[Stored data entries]
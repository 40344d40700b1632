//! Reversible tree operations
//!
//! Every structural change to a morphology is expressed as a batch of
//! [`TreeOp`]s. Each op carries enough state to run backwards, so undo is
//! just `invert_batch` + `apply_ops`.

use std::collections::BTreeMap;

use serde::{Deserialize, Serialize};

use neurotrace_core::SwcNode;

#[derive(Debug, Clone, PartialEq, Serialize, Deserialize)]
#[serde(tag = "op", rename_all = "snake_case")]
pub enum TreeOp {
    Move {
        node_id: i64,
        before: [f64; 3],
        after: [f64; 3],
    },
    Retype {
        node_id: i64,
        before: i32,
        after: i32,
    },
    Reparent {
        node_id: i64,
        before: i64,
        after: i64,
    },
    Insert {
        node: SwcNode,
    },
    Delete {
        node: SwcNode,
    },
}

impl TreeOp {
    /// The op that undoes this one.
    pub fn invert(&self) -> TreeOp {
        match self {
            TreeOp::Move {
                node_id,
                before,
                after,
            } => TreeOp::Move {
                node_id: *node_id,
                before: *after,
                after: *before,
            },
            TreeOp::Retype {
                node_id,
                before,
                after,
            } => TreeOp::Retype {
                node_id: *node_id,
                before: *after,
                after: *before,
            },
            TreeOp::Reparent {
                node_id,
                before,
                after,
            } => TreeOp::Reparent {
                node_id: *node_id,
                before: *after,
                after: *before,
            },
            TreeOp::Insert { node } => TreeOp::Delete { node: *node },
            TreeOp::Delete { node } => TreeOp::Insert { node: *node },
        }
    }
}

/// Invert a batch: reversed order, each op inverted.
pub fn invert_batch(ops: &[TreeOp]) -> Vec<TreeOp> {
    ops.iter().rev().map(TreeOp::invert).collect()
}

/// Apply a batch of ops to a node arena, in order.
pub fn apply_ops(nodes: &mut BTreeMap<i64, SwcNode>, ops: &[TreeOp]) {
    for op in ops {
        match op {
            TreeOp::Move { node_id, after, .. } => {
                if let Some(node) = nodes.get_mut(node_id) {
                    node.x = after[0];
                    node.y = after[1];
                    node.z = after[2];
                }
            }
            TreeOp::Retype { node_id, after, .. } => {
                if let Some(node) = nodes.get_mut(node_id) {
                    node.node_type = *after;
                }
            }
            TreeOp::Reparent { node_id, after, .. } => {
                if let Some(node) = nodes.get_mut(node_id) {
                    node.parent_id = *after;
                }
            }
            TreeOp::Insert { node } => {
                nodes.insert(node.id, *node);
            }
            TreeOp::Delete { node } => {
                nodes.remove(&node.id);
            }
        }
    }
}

...

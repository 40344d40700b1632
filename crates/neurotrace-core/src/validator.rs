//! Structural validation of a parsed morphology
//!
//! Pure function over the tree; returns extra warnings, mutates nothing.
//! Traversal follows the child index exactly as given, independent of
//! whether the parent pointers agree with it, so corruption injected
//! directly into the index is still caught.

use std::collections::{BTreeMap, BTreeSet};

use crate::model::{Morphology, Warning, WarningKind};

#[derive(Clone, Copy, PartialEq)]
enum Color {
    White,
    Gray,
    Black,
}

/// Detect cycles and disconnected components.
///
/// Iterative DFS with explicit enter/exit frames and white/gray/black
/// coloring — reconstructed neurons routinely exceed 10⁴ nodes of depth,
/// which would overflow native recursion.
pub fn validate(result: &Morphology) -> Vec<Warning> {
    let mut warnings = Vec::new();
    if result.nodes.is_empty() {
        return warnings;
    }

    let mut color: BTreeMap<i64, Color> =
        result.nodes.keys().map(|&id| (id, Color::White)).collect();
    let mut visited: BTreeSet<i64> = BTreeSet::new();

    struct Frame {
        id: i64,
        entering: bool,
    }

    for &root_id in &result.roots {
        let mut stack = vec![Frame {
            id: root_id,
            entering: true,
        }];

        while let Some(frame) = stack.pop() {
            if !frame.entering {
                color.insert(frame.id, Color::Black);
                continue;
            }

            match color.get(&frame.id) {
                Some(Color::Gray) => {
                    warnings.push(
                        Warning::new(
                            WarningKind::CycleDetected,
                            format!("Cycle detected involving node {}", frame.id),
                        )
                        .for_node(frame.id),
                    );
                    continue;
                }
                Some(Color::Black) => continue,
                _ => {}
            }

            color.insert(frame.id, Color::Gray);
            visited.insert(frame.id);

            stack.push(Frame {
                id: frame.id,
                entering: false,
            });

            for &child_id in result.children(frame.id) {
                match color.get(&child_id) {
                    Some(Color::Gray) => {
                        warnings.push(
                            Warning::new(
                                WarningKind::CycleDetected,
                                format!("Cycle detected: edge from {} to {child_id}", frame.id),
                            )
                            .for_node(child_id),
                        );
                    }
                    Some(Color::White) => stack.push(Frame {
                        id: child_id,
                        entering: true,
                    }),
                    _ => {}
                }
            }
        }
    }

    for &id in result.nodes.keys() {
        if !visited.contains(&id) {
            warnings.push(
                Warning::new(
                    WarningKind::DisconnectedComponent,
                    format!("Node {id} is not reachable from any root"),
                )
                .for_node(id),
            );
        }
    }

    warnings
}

## Exercise prompt
The answer must be all the lines above that hold the word "keys".

## Task output
        result.nodes.keys().map(|&id| (id, Color::White)).collect();
    for &id in result.nodes.keys() {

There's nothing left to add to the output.